Bigger than tidbits. 7/9/11

Tipsy’s Tasty Tidbits filled to overflowing today, so I took a few, including some slightly more extended reflections, over to here. There’s just four categories: Law, Internet, Journalism and Sex.

  1. A brief and pointed quiz.
  2. Was AmConMag’s blog hacked?
  3. Reflections on slogans and delusions.
  4. Reflections on Artificial and Natural “Family Planning.”

1

The first four girls killed by their moms were black.

2

Speaking of race, I read on my iPhone during lunch yesterday a blog from American Conservative under the name “Dennis Dale” claiming that urban blacks have been using social media to organize flash mobs to terrorize whites. Supposedly Rahm Emmanueul had closed Chicago beaches with implausible concerns about heat stroke in 88-degree weather, and the mainstream media weren’t reporting the phenomenon.

Inasmuch as no media I’d encountered had reported it, and the story was so big if true, I vowed to return when I had a big screen and faster internet connection.

I don’t recall seeing the name Dennis Dale before, and the link was dead by the time I returned to it. I wonder of AmConMag got hacked by a race-baiting imposter?

3

This piece on the comparison or contrast between race and sex in the law of equality is the sort of thing that contributes to understanding the law and public policy. Yellow “=” on blue background doesn’t, though as a même, it’s been darned effective.

That frustrates me because I’ve never been able to suspend disbelief enough to think that the gay rights movement was really and totally about “treating everyone alike.” There’s always resistance in varying degrees to any counterproposal that really treats everyone alike. I’m not saying the proponents are lying — except, through lack of introspection, to themselves. In other words, I think many of them are a bit deluded (and a few may be consciously lying).

In fact, I’m absolutely convinced that the gay rights movement is partly about getting government endorsement of gay and lesbian relationships. That may seem obvious, and banal, but I’ve heard it denied innumerable times.

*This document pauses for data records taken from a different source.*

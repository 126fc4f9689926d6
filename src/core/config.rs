//! Configuration management for the digital twin
//!
//! Supports environment variables, config files, and runtime overrides.
//! The config object is built once at startup and handed to constructors;
//! nothing here mutates the process environment.
//!
//! Config file location: ~/.config/twin/config.toml

use serde::{Deserialize, Serialize};
use std::env;
use std::fs;
use std::path::{Path, PathBuf};
use std::time::Duration;

use crate::core::error::{Result, TwinError};

/// Main configuration
#[derive(Debug, Clone, Default, Serialize, Deserialize)]
pub struct Config {
    /// Completion API configuration
    #[serde(default)]
    pub llm: LlmConfig,
    /// Web search configuration
    #[serde(default)]
    pub search: SearchConfig,
    /// Agent behavior configuration
    #[serde(default)]
    pub agent: AgentConfig,
    /// Checkpoint store configuration
    #[serde(default)]
    pub store: StoreConfig,
}

/// OpenAI-compatible completion API configuration
#[derive(Debug, Clone, Serialize, Deserialize)]
#[serde(default)]
pub struct LlmConfig {
    /// Base URL of the chat completions API
    pub base_url: String,
    /// Model identifier
    pub model: String,
    /// Retries after the first failed attempt
    pub max_retries: u32,
    /// Per-attempt timeout in seconds (none = wait indefinitely)
    #[serde(default, skip_serializing_if = "Option::is_none")]
    pub timeout_secs: Option<u64>,
    /// Maximum tokens to generate
    #[serde(default, skip_serializing_if = "Option::is_none")]
    pub max_tokens: Option<u32>,
    /// Name of the environment variable holding the API key
    pub api_key_env: String,
}

/// Search tool configuration
#[derive(Debug, Clone, Serialize, Deserialize)]
#[serde(default)]
pub struct SearchConfig {
    /// Whether the search tool is offered to the model
    pub enabled: bool,
    /// Base URL of the search API
    pub base_url: String,
    /// Maximum snippets returned per query
    pub max_results: usize,
    /// Request timeout in seconds
    #[serde(default, skip_serializing_if = "Option::is_none")]
    pub timeout_secs: Option<u64>,
    /// Name of the environment variable holding the API key
    pub api_key_env: String,
}

/// Agent behavior configuration
#[derive(Debug, Clone, Serialize, Deserialize)]
#[serde(default)]
pub struct AgentConfig {
    /// Maximum reasoning/tool round trips per turn
    /// Default: 10
    pub max_round_trips: usize,
    /// Inline system directive
    #[serde(default, skip_serializing_if = "Option::is_none")]
    pub system_prompt: Option<String>,
    /// File holding the system directive (takes precedence over `system_prompt`)
    #[serde(default, skip_serializing_if = "Option::is_none")]
    pub system_prompt_file: Option<PathBuf>,
    /// Version label attached to reasoning spans
    #[serde(default, skip_serializing_if = "Option::is_none")]
    pub prompt_version: Option<String>,
    /// Language the assistant must reply in, injected per turn
    #[serde(default, skip_serializing_if = "Option::is_none")]
    pub response_language: Option<String>,
    /// Whether to show debug output
    #[serde(default)]
    pub debug: bool,
}

/// Which checkpoint backend to use
#[derive(Debug, Clone, Copy, PartialEq, Eq, Default, Serialize, Deserialize)]
#[serde(rename_all = "lowercase")]
pub enum StoreBackend {
    /// Lives for the process lifetime
    #[default]
    Memory,
    /// One JSON document per thread on disk
    File,
}

/// Checkpoint store configuration
#[derive(Debug, Clone, Default, Serialize, Deserialize)]
#[serde(default)]
pub struct StoreConfig {
    pub backend: StoreBackend,
    /// Directory for the file backend (default: data dir)
    #[serde(default, skip_serializing_if = "Option::is_none")]
    pub path: Option<PathBuf>,
}

fn env_flag(name: &str, default: bool) -> bool {
    env::var(name)
        .map(|v| v == "true" || v == "1")
        .unwrap_or(default)
}

impl Default for LlmConfig {
    fn default() -> Self {
        Self {
            base_url: env::var("OPENAI_BASE_URL")
                .unwrap_or_else(|_| "https://api.openai.com/v1".to_string()),
            model: env::var("TWIN_MODEL").unwrap_or_else(|_| "gpt-4o-mini".to_string()),
            max_retries: 2,
            timeout_secs: None,
            max_tokens: None,
            api_key_env: "OPENAI_API_KEY".to_string(),
        }
    }
}

impl Default for SearchConfig {
    fn default() -> Self {
        Self {
            enabled: env_flag("TWIN_SEARCH_ENABLED", true),
            base_url: "https://api.tavily.com".to_string(),
            max_results: 2,
            timeout_secs: Some(30),
            api_key_env: "TAVILY_API_KEY".to_string(),
        }
    }
}

impl Default for AgentConfig {
    fn default() -> Self {
        Self {
            max_round_trips: 10,
            system_prompt: None,
            system_prompt_file: None,
            prompt_version: None,
            response_language: env::var("TWIN_RESPONSE_LANGUAGE").ok(),
            debug: env_flag("TWIN_DEBUG", false),
        }
    }
}

impl LlmConfig {
    pub fn timeout(&self) -> Option<Duration> {
        self.timeout_secs.map(Duration::from_secs)
    }

    /// Read the API key from the configured environment variable
    pub fn api_key(&self) -> Result<String> {
        env::var(&self.api_key_env)
            .map_err(|_| TwinError::config(format!("{} is not set", self.api_key_env)))
    }
}

impl SearchConfig {
    pub fn timeout(&self) -> Option<Duration> {
        self.timeout_secs.map(Duration::from_secs)
    }

    /// Read the API key from the configured environment variable
    pub fn api_key(&self) -> Result<String> {
        env::var(&self.api_key_env)
            .map_err(|_| TwinError::config(format!("{} is not set", self.api_key_env)))
    }
}

impl AgentConfig {
    /// Resolve the system directive, reading it from disk when a file is configured
    pub fn directive(&self) -> Result<Option<String>> {
        if let Some(ref path) = self.system_prompt_file {
            let text = fs::read_to_string(path).map_err(|e| {
                TwinError::config(format!(
                    "Failed to read system prompt {}: {}",
                    path.display(),
                    e
                ))
            })?;
            return Ok(Some(text.trim().to_string()).filter(|t| !t.is_empty()));
        }

        Ok(self
            .system_prompt
            .as_ref()
            .map(|p| p.trim().to_string())
            .filter(|p| !p.is_empty()))
    }
}

impl StoreConfig {
    /// Directory used by the file backend
    pub fn dir(&self) -> PathBuf {
        self.path.clone().unwrap_or_else(|| {
            dirs::data_dir()
                .unwrap_or_else(|| PathBuf::from("."))
                .join("twin")
                .join("threads")
        })
    }
}

impl Config {
    /// Get the config directory path
    pub fn config_dir() -> PathBuf {
        dirs::config_dir()
            .unwrap_or_else(|| PathBuf::from("."))
            .join("twin")
    }

    /// Get the config file path
    pub fn config_file() -> PathBuf {
        Self::config_dir().join("config.toml")
    }

    /// Load configuration from file, environment, and defaults
    /// Priority: CLI args > config file > env vars > defaults
    pub fn load() -> Result<Self> {
        // Try to load .env file if it exists
        let _ = dotenvy::dotenv();

        let path = Self::config_file();
        if path.exists() {
            return Self::load_from_path(&path);
        }

        Ok(Self::default())
    }

    /// Load configuration from a specific file
    pub fn load_from_path(path: &Path) -> Result<Self> {
        let content = fs::read_to_string(path).map_err(|e| {
            TwinError::config(format!("Failed to read {}: {}", path.display(), e))
        })?;

        Self::from_toml(&content)
    }

    /// Parse configuration from TOML text; missing sections take defaults
    pub fn from_toml(content: &str) -> Result<Self> {
        let config: Config = toml::from_str(content)
            .map_err(|e| TwinError::config(format!("Failed to parse config: {}", e)))?;
        config.validate()?;
        Ok(config)
    }

    /// Reject values the graph cannot run with
    pub fn validate(&self) -> Result<()> {
        if self.agent.max_round_trips == 0 {
            return Err(TwinError::config("agent.max_round_trips must be at least 1"));
        }
        if self.search.max_results == 0 {
            return Err(TwinError::config("search.max_results must be at least 1"));
        }
        url::Url::parse(&self.llm.base_url)
            .map_err(|e| TwinError::config(format!("Invalid llm.base_url: {}", e)))?;
        url::Url::parse(&self.search.base_url)
            .map_err(|e| TwinError::config(format!("Invalid search.base_url: {}", e)))?;
        Ok(())
    }

    /// Save configuration and return the path
    pub fn save_and_get_path(&self) -> Result<PathBuf> {
        let config_dir = Self::config_dir();
        let config_path = Self::config_file();

        if !config_dir.exists() {
            fs::create_dir_all(&config_dir)
                .map_err(|e| TwinError::config(format!("Failed to create config dir: {}", e)))?;
        }

        let content = toml::to_string_pretty(self)
            .map_err(|e| TwinError::config(format!("Failed to serialize config: {}", e)))?;

        fs::write(&config_path, content)
            .map_err(|e| TwinError::config(format!("Failed to write config: {}", e)))?;

        Ok(config_path)
    }
}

For instance, when my hometown was considering amendment of its Human Relations ordinance to include “sexual orientation,” I noted the undue haste and the lack of definition of that  term. It was my first time venturing into the arena with gay rights proponents. I wasn’t being cunning when I asked for definition. That’s just good legal drafting when a term isn’t univocal. I didn’t know how my question would be countered or what “the next move” would be.

When an ACLU representative offered a definition she’d been holding in her back pocket (Why? Why not define terms from the start, fer cryin’ out loud!?) of “homosexuality, heterosexuality or bisexuality, by orientation or practice, by and between consenting adults,” I noted:

  • Excluding pedophiles belied the claim that the ordinance was about treating everybody alike.
  • This definition turned the ordinance into at least a weak endorsement of three sexual orientations over others by implying that other orientations are beyond the pale of equality and respect for human dignity.

I got fierce denials, especially from City Councilmen, but I think the facts and logic speak for themselves.

For another example, a University law professor a decade or so ago effectively killed domestic parter benefits at his University, when they were proposed in Faculty Senate, by seeing their “equality” bluff and raising them spinster sisters and bachelor brothers. In other words, he urged that if it really was about offering coverage to employees’ dependents, and not about endorsement of homosexuality, benefits shouldn’t be limited to dependents who live together and are erotically involved. That apparently, he reflected afterward, took away the desired endorsement of homosexuality and left the proposal unattractive to gay and lesbian proponents.

This reflection is prompted by a New York Times piece (may count toward your monthly NYT freebies) that rather laments the announcement of several big “diversity-friendly” employers that they will require same-sex couples to marry if they want to continue getting the benefits formerly extended to them on the theory that they could not marry.

I rarely blog on this topic except when prompted by what someone is saying or implying on “the other side.” But as the late Joseph Sobran said (I paraphrase), “If Freud taught us nothing else, he taught us that sex is a very big deal. I’d rather believe that homosexuality is preferable to heterosexuality than to think it makes absolutely no difference.”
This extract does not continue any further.